Records from a data collection
[Start of Attachment]
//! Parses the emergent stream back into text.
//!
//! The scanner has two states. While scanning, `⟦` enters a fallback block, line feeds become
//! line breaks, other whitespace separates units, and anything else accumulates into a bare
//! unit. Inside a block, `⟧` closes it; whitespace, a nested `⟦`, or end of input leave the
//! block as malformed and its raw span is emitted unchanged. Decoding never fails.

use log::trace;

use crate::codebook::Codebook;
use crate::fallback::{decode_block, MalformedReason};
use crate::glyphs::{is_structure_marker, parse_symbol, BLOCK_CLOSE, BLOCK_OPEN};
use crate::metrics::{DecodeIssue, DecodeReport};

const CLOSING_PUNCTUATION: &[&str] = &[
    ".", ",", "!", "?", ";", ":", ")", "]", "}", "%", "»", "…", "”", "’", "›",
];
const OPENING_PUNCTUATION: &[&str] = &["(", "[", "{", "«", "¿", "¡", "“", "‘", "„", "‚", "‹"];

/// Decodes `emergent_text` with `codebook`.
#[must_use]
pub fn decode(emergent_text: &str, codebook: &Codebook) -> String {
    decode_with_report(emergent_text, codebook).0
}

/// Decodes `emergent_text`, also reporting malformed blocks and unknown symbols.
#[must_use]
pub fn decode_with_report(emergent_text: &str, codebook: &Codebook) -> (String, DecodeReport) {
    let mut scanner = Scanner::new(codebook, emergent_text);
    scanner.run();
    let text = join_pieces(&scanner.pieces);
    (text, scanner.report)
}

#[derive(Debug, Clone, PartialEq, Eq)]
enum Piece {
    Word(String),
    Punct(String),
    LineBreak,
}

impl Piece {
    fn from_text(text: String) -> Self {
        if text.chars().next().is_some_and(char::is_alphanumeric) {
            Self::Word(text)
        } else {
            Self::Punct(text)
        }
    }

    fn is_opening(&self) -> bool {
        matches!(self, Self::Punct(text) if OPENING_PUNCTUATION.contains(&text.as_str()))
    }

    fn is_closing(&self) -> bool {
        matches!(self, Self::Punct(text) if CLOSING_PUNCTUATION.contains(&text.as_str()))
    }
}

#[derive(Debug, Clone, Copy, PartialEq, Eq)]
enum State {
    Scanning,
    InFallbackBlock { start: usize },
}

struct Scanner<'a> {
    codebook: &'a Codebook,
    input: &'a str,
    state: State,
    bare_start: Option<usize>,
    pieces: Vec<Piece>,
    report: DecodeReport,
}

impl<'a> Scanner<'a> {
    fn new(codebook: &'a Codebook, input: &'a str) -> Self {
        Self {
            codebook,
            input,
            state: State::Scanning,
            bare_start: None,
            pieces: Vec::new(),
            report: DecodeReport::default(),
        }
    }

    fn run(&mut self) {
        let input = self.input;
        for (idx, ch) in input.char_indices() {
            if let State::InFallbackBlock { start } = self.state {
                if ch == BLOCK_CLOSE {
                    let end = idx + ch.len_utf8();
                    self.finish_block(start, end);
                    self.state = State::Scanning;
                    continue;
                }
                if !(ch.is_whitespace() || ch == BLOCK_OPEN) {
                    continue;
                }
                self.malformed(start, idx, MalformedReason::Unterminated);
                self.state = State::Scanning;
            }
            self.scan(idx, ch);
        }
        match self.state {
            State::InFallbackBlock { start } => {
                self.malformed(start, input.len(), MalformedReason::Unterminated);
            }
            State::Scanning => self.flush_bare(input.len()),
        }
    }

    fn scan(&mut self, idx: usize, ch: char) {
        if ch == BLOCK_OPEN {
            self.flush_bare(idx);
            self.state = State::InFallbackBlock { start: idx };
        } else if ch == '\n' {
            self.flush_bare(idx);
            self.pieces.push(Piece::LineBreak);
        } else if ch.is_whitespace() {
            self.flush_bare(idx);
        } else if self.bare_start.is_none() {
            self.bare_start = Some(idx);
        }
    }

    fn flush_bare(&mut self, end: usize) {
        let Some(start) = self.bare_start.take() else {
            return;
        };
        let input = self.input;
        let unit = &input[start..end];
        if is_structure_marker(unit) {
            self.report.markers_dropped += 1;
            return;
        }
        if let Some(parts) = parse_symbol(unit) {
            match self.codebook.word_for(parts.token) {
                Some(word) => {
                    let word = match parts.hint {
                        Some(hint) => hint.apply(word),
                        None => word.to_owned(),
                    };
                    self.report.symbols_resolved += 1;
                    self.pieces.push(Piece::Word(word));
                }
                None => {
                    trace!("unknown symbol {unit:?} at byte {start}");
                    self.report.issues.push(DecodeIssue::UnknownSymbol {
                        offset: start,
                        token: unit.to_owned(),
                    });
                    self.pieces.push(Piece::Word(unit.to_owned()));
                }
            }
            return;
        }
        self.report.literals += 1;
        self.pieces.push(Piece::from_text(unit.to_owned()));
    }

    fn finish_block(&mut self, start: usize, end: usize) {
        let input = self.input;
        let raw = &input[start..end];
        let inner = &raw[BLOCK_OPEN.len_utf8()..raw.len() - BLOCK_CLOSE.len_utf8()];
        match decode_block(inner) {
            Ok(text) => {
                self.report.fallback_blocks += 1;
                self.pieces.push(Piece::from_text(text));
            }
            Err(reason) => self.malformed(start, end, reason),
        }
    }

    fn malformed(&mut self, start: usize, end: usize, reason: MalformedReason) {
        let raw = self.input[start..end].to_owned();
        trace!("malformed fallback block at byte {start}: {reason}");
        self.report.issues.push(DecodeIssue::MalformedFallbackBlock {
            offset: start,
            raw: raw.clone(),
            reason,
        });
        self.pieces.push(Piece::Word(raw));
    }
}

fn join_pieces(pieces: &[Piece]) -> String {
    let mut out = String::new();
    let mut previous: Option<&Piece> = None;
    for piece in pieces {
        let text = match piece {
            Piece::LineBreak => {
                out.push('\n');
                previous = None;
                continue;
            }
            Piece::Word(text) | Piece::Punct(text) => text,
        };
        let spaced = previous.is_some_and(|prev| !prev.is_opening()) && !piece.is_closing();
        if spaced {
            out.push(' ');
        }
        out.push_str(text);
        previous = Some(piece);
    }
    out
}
[End of Attachment]
_WHAT TO PRODUCE_
Pick each line holding the word "byte" out of the data and copy it.

_REPLY_
                    trace!("unknown symbol {unit:?} at byte {start}");
        trace!("malformed fallback block at byte {start}: {reason}");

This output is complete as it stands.